"As the only black person onstage, I would like to speak on the issue of race," Sen. Kamala Harris said at the Democratic presidential debate in Miami in June. Harris proceeded to deliver what looked to be a well-rehearsed shot across the hood of former Vice President Joe Biden's mythical Pontiac Trans Am.
Harris's specific charge was that Biden, during his early days in the U.S. Senate, had joined with racial conservatives to oppose busing. The California senator was not delivering a policy position; she was defining a contrast of values. The message wasn't subtle: Biden had betrayed black Americans. Harris, whose mother was born in India and whose father emigrated from Jamaica, would not.

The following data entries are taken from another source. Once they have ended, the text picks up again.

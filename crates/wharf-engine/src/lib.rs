//! Command execution engine for wharf.
//!
//! This crate provides:
//! - `command`: composable command trees and POSIX-safe shell serialization
//! - `local`: one-shot subprocess execution with live merged output
//! - `session`: interactive shell sessions inside compose services
//! - `workflow`: fail-fast execution of ordered task sequences

mod command;
mod compose;
mod error;
mod local;
mod output;
mod session;
mod workflow;

pub use command::{CommandNode, shell_quote};
pub use compose::ComposeEnv;
pub use error::{CONFIG_EXIT_CODE, EngineError};
pub use local::LocalRunner;
pub use output::OutputSink;
pub use session::{Session, SessionRunner};
pub use workflow::{Task, WorkflowRunner};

While busing per se is not a hot topic in the primary campaign, the racial dynamic that led to busing -- persistent, structural denial of opportunity to nonwhite kids -- remains very much alive. Many black and Hispanic Democrats, for example, are excluded from good schools in neighborhoods of well-educated, upper-middle-class white Democrats. That segregation has dire, lifelong consequences for their children. As Thomas Edsall has written, inequality rooted in race, class and geography could become a visceral source of conflict within the Democrats' multi-racial, multi-class coalition.

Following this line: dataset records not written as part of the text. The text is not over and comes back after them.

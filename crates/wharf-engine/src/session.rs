//! Interactive shell sessions inside compose containers.

use std::collections::HashMap;
use std::path::Path;
use std::process::Stdio;

use nix::unistd::{getgid, getuid, Gid, Uid};
use tokio::io::{AsyncBufReadExt, AsyncRead, AsyncWriteExt, BufReader};
use tokio::process::{Child, ChildStdin, Command};
use tokio::signal;
use tokio::sync::mpsc;
use tracing::{debug, warn};

use crate::command::CommandNode;
use crate::compose::ComposeEnv;
use crate::error::EngineError;
use crate::local::{exit_code, LocalRunner};
use crate::output::OutputSink;

/// Account created inside session containers when running as the host user.
pub(crate) const SESSION_USER: &str = "wharf";

enum SessionInput {
    Line(String),
    Interrupt,
}

enum SessionOutput {
    Stdout(Vec<u8>),
    Stderr(Vec<u8>),
}

/// A live shell with piped stdio, fed line by line.
///
/// The shell runs in its own process group so a terminal Ctrl-C does not
/// reach it directly; interrupts are forwarded as a `0x03` byte on its
/// stdin instead.
pub struct Session {
    child: Child,
    input: mpsc::UnboundedSender<SessionInput>,
    output: mpsc::Receiver<SessionOutput>,
}

impl Session {
    /// Spawn `argv` from `cwd` and wire up the stdio pumps.
    pub fn open(argv: &[String], cwd: &Path) -> Result<Self, EngineError> {
        let (program, args) = argv.split_first().ok_or_else(|| EngineError::Spawn {
            program: "(empty command)".to_string(),
            source: std::io::Error::new(std::io::ErrorKind::InvalidInput, "empty argv"),
        })?;

        let mut command = std::process::Command::new(program);
        command
            .args(args)
            .current_dir(cwd)
            .stdin(Stdio::piped())
            .stdout(Stdio::piped())
            .stderr(Stdio::piped());
        #[cfg(unix)]
        {
            use std::os::unix::process::CommandExt;
            command.process_group(0);
        }

        let mut command = Command::from(command);
        command.kill_on_drop(true);
        let mut child = command.spawn().map_err(|source| EngineError::Spawn {
            program: program.clone(),
            source,
        })?;

        let stdin = child
            .stdin
            .take()
            .ok_or_else(|| EngineError::Session("stdin pipe missing".to_string()))?;
        let stdout = child
            .stdout
            .take()
            .ok_or_else(|| EngineError::Session("stdout pipe missing".to_string()))?;
        let stderr = child
            .stderr
            .take()
            .ok_or_else(|| EngineError::Session("stderr pipe missing".to_string()))?;

        let (input_tx, input_rx) = mpsc::unbounded_channel();
        spawn_writer(stdin, input_rx);

        let (output_tx, output_rx) = mpsc::channel(1024);
        spawn_reader(output_tx.clone(), stdout, SessionOutput::Stdout);
        spawn_reader(output_tx, stderr, SessionOutput::Stderr);

        Ok(Self {
            child,
            input: input_tx,
            output: output_rx,
        })
    }

    /// Queue script lines for the shell.
    ///
    /// A closed channel means the shell already exited; the failure shows
    /// up in the exit code, so send errors are dropped here.
    pub fn feed_script<I, S>(&self, lines: I)
    where
        I: IntoIterator<Item = S>,
        S: Into<String>,
    {
        for line in lines {
            let _ = self.input.send(SessionInput::Line(line.into()));
        }
    }

    /// Inject an interrupt byte into the shell's stdin.
    pub fn send_interrupt(&self) {
        let _ = self.input.send(SessionInput::Interrupt);
    }

    /// Drain output into `sink` until the shell exits and return its exit
    /// code. Ctrl-C received while draining is forwarded to the shell.
    ///
    /// The first stdout line is expected to be the `echo $$` readiness
    /// banner; when it parses as a PID it is logged instead of printed.
    /// Anything else is forwarded untouched.
    pub async fn stream_to_end(self, sink: &OutputSink) -> Result<i32, EngineError> {
        let Session {
            mut child,
            input,
            mut output,
        } = self;

        let interrupts = input.clone();
        let watcher = tokio::spawn(async move {
            loop {
                if signal::ctrl_c().await.is_err() {
                    break;
                }
                warn!("Interrupt received, forwarding to the session shell");
                if interrupts.send(SessionInput::Interrupt).is_err() {
                    break;
                }
            }
        });

        let mut banner_pending = true;
        while let Some(message) = output.recv().await {
            match message {
                SessionOutput::Stdout(chunk) => {
                    if banner_pending {
                        banner_pending = false;
                        let line = String::from_utf8_lossy(&chunk);
                        let line = line.trim_end();
                        if !line.is_empty() && line.bytes().all(|b| b.is_ascii_digit()) {
                            debug!(pid = %line, "Session shell is up");
                            continue;
                        }
                    }
                    sink.write_chunk(&chunk)?;
                }
                SessionOutput::Stderr(chunk) => sink.write_chunk(&chunk)?,
            }
        }

        watcher.abort();
        drop(input);
        let status = child.wait().await?;
        Ok(exit_code(&status))
    }
}

fn spawn_writer(mut stdin: ChildStdin, mut rx: mpsc::UnboundedReceiver<SessionInput>) {
    tokio::spawn(async move {
        while let Some(message) = rx.recv().await {
            let result = match message {
                SessionInput::Line(line) => {
                    let mut bytes = line.into_bytes();
                    bytes.push(b'\n');
                    stdin.write_all(&bytes).await
                }
                SessionInput::Interrupt => stdin.write_all(&[0x03]).await,
            };
            // Write failures mean the shell hung up; its exit code tells
            // the rest of the story.
            if result.is_err() || stdin.flush().await.is_err() {
                break;
            }
        }
    });
}

fn spawn_reader<R>(tx: mpsc::Sender<SessionOutput>, stream: R, wrap: fn(Vec<u8>) -> SessionOutput)
where
    R: AsyncRead + Unpin + Send + 'static,
{
    tokio::spawn(async move {
        let mut reader = BufReader::new(stream);
        loop {
            let mut chunk = Vec::new();
            match reader.read_until(b'\n', &mut chunk).await {
                Ok(0) | Err(_) => break,
                Ok(_) => {
                    if tx.send(wrap(chunk)).await.is_err() {
                        break;
                    }
                }
            }
        }
    });
}

/// Lines fed to a session shell for one task.
///
/// The PID banner signals readiness, `set -e` makes the script fail fast
/// (`-x` echoes commands when verbose), and the trailing `exit` ends the
/// shell so its exit code is the script's.
fn session_script(commands: &[CommandNode], verbose: bool) -> Vec<String> {
    let mut lines = Vec::with_capacity(commands.len() + 3);
    lines.push("echo $$".to_string());
    lines.push(if verbose { "set -ex" } else { "set -e" }.to_string());
    for command in commands {
        lines.push(command.serialize());
    }
    lines.push("exit".to_string());
    lines
}

/// Script that makes the invoking host user exist inside a container,
/// with passwordless sudo. The getent guards keep repeated runs against a
/// long-lived container from failing; the sudoers entry is simply
/// overwritten each time.
fn bootstrap_script(uid: Uid, gid: Gid) -> String {
    format!(
        "getent group {gid} >/dev/null || groupadd -g {gid} {user}\n\
         getent passwd {uid} >/dev/null || useradd -u {uid} -g {gid} -m -s /bin/bash {user}\n\
         printf '%s ALL=(ALL) NOPASSWD:ALL\\n' \"$(getent passwd {uid} | cut -d: -f1)\" > /etc/sudoers.d/{user}\n",
        uid = uid,
        gid = gid,
        user = SESSION_USER,
    )
}

/// Runs session tasks: brings the host user into the container, opens a
/// shell there and feeds it the task's commands.
pub struct SessionRunner {
    sink: OutputSink,
    verbose: bool,
}

impl SessionRunner {
    pub fn new(sink: OutputSink, verbose: bool) -> Self {
        Self { sink, verbose }
    }

    /// Run `commands` in a fresh shell inside the `image` service.
    ///
    /// With `default_user` the shell runs as whatever user the image
    /// ships with and no provisioning happens. Otherwise the host uid:gid
    /// is provisioned first and the shell runs as that user.
    pub async fn run(
        &self,
        compose: &ComposeEnv,
        image: &str,
        commands: &[CommandNode],
        default_user: bool,
    ) -> Result<i32, EngineError> {
        if !default_user {
            self.provision_user(compose, image).await?;
        }

        let shell = vec!["bash".to_string()];
        let argv = compose.exec_argv(image, !default_user, &shell);
        let session = Session::open(&argv, compose.root())?;
        session.feed_script(session_script(commands, self.verbose));
        session.stream_to_end(&self.sink).await
    }

    async fn provision_user(&self, compose: &ComposeEnv, service: &str) -> Result<(), EngineError> {
        debug!(service, "Provisioning host user in container");
        let script = bootstrap_script(getuid(), getgid());
        let argv = compose.exec_argv(
            service,
            false,
            &["sh".to_string(), "-c".to_string(), script],
        );
        let runner = LocalRunner::new(self.sink.clone());
        let code = runner
            .run(&argv, Some(compose.root()), &HashMap::new())
            .await?;
        if code != 0 {
            return Err(EngineError::Provisioning {
                service: service.to_string(),
                code,
            });
        }
        Ok(())
    }
}

#[cfg(test)]
#[path = "session_tests.rs"]
mod tests;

President Trump appears eager to exploit that opening, but so far he seems to lack the proper finesse. His incessant appeals to white racists (and there are millions) is suboptimal. Racists already know who their champion is, and their willingness to turn out for him in 2020 seems all but certain.
The marginal benefit of an extra racist vote here or there is slim compared with Trump's potential among white voters (and there are millions) who prefer not to think much about race at all. Such voters could use less racial provocation and more reminders about low unemployment and continued economic expansion. Many are neither dedicated to racial justice nor consciously hostile to non-whites. They could cotton to Trump if only he could find less ugly ways of attacking that nice black/Hispanic/Muslim/Asian family they see at the supermarket.

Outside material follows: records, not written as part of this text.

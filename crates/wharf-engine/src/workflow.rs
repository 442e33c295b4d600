//! Workflow orchestration over the local and session runners.

use std::collections::{BTreeMap, HashMap};

use tracing::{info, warn};

use crate::command::CommandNode;
use crate::compose::ComposeEnv;
use crate::error::EngineError;
use crate::local::LocalRunner;
use crate::output::OutputSink;
use crate::session::SessionRunner;

/// A named unit of work.
#[derive(Debug, Clone, PartialEq, Eq)]
pub enum Task {
    /// Plain commands, each spawned directly without a shell.
    Commands(Vec<CommandNode>),
    /// Commands run in one interactive shell inside a compose service.
    Session {
        image: String,
        commands: Vec<CommandNode>,
        default_user: bool,
    },
}

/// Executes workflows task by task, stopping at the first failure.
pub struct WorkflowRunner {
    workflows: BTreeMap<String, Vec<String>>,
    tasks: BTreeMap<String, Task>,
    compose: ComposeEnv,
    sink: OutputSink,
    verbose: bool,
}

impl WorkflowRunner {
    pub fn new(
        workflows: BTreeMap<String, Vec<String>>,
        tasks: BTreeMap<String, Task>,
        compose: ComposeEnv,
    ) -> Self {
        Self {
            workflows,
            tasks,
            compose,
            sink: OutputSink::Stdout,
            verbose: false,
        }
    }

    /// Echo session commands before they run.
    pub fn with_verbose(mut self, verbose: bool) -> Self {
        self.verbose = verbose;
        self
    }

    /// Redirect subprocess output, mainly for tests.
    pub fn with_sink(mut self, sink: OutputSink) -> Self {
        self.sink = sink;
        self
    }

    /// Run every task of `workflow_id` in order.
    ///
    /// Returns the first nonzero task exit code, or 0 when all tasks
    /// succeed. Task identifiers resolve lazily, so an unknown one aborts
    /// the workflow only when its turn comes; whatever ran before it
    /// stays run.
    pub async fn execute(&self, workflow_id: &str) -> Result<i32, EngineError> {
        let task_ids = self
            .workflows
            .get(workflow_id)
            .ok_or_else(|| EngineError::UnknownWorkflow(workflow_id.to_string()))?;

        info!("Running workflow '{}'", workflow_id);
        for task_id in task_ids {
            let code = self.run_task(task_id).await?;
            if code != 0 {
                warn!("Task '{}' failed with exit code {}", task_id, code);
                return Ok(code);
            }
        }
        Ok(0)
    }

    async fn run_task(&self, task_id: &str) -> Result<i32, EngineError> {
        let task = self
            .tasks
            .get(task_id)
            .ok_or_else(|| EngineError::UnknownTask(task_id.to_string()))?;

        info!("Running task '{}'", task_id);
        match task {
            Task::Commands(commands) => self.run_commands(commands).await,
            Task::Session {
                image,
                commands,
                default_user,
            } => {
                let code = self.ensure_up(image).await?;
                if code != 0 {
                    return Ok(code);
                }
                SessionRunner::new(self.sink.clone(), self.verbose)
                    .run(&self.compose, image, commands, *default_user)
                    .await
            }
        }
    }

    async fn run_commands(&self, commands: &[CommandNode]) -> Result<i32, EngineError> {
        let runner = LocalRunner::new(self.sink.clone());
        for command in commands {
            let argv = command.flatten_argv()?;
            let code = runner
                .run(&argv, Some(self.compose.root()), &HashMap::new())
                .await?;
            if code != 0 {
                return Ok(code);
            }
        }
        Ok(0)
    }

    /// Start the backing service. Compose reuses a running container, so
    /// repeated calls are harmless.
    async fn ensure_up(&self, service: &str) -> Result<i32, EngineError> {
        info!("Ensuring service '{}' is up", service);
        let runner = LocalRunner::new(self.sink.clone());
        runner
            .run(
                &self.compose.up_argv(service),
                Some(self.compose.root()),
                &HashMap::new(),
            )
            .await
    }
}

#[cfg(test)]
#[path = "workflow_tests.rs"]
mod tests;
//! Definition file discovery and loading.

use std::fs;
use std::path::{Path, PathBuf};

use crate::error::ConfigError;
use crate::schema::{parse_config, Config};
use crate::template::TemplateVars;

/// Name of the workflow definition file.
pub const DEFINITION_FILE: &str = ".ci.yaml";

/// Finds and loads `.ci.yaml` definition files.
pub struct ConfigLoader;

impl ConfigLoader {
    /// Walk upward from `start` to the nearest directory containing a
    /// definition file and return that file's path.
    pub fn discover(start: &Path) -> Result<PathBuf, ConfigError> {
        let mut dir = start.canonicalize()?;
        loop {
            let candidate = dir.join(DEFINITION_FILE);
            if candidate.is_file() {
                return Ok(candidate);
            }
            if !dir.pop() {
                return Err(ConfigError::NotFound(DEFINITION_FILE.to_string()));
            }
        }
    }

    /// Load a definition file.
    pub fn load(path: &Path, vars: &TemplateVars) -> Result<Config, ConfigError> {
        let content = fs::read_to_string(path)?;
        Self::load_str(&content, vars)
    }

    /// Load a definition from a string.
    pub fn load_str(content: &str, vars: &TemplateVars) -> Result<Config, ConfigError> {
        parse_config(content, vars)
    }
}

#[cfg(test)]
mod tests {
    use super::*;
    use std::collections::HashMap;
    use std::io::Write;

    fn vars() -> TemplateVars {
        TemplateVars::new(1000, 2000, HashMap::new())
    }

    const DEFINITION: &str = "\
workflows:
  ci: [build]
tasks:
  build:
    - [make, all]
";

    #[test]
    fn test_discover_in_start_directory() {
        let dir = tempfile::tempdir().unwrap();
        fs::write(dir.path().join(DEFINITION_FILE), DEFINITION).unwrap();
        let found = ConfigLoader::discover(dir.path()).unwrap();
        assert_eq!(
            found,
            dir.path().canonicalize().unwrap().join(DEFINITION_FILE)
        );
    }

    #[test]
    fn test_discover_walks_upward() {
        let dir = tempfile::tempdir().unwrap();
        fs::write(dir.path().join(DEFINITION_FILE), DEFINITION).unwrap();
        let nested = dir.path().join("src").join("deep");
        fs::create_dir_all(&nested).unwrap();
        let found = ConfigLoader::discover(&nested).unwrap();
        assert_eq!(
            found,
            dir.path().canonicalize().unwrap().join(DEFINITION_FILE)
        );
    }

    #[test]
    fn test_discover_missing_definition() {
        let dir = tempfile::tempdir().unwrap();
        match ConfigLoader::discover(dir.path()) {
            Err(ConfigError::NotFound(name)) => assert_eq!(name, DEFINITION_FILE),
            other => panic!("expected not found, got {:?}", other),
        }
    }

    #[test]
    fn test_load_from_file() {
        let mut file = tempfile::NamedTempFile::new().unwrap();
        file.write_all(DEFINITION.as_bytes()).unwrap();
        let config = ConfigLoader::load(file.path(), &vars()).unwrap();
        assert_eq!(config.workflows["ci"], vec!["build"]);
        assert!(config.tasks.contains_key("build"));
    }

    #[test]
    fn test_load_nonexistent_file() {
        let result = ConfigLoader::load(Path::new("/nonexistent/.ci.yaml"), &vars());
        assert!(matches!(result, Err(ConfigError::Io(_))));
    }

    #[test]
    fn test_load_invalid_yaml() {
        let result = ConfigLoader::load_str("workflows: [unclosed", &vars());
        assert!(matches!(result, Err(ConfigError::Parse(_))));
    }
}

Every candidate in a multi-racial field, seeking votes from a multi-racial electorate, must account for the political and partisan energies of race. The racial gap in American politics makes the famed gender gap look like a crevice. According to the Pew Research Center's analysis of the 2016 electorate, women voted Democratic by a 15-point margin, and men voted Republican by an 11-point margin. Blacks voted Democratic by an 85-point margin and whites voted Republican by a 15-point margin.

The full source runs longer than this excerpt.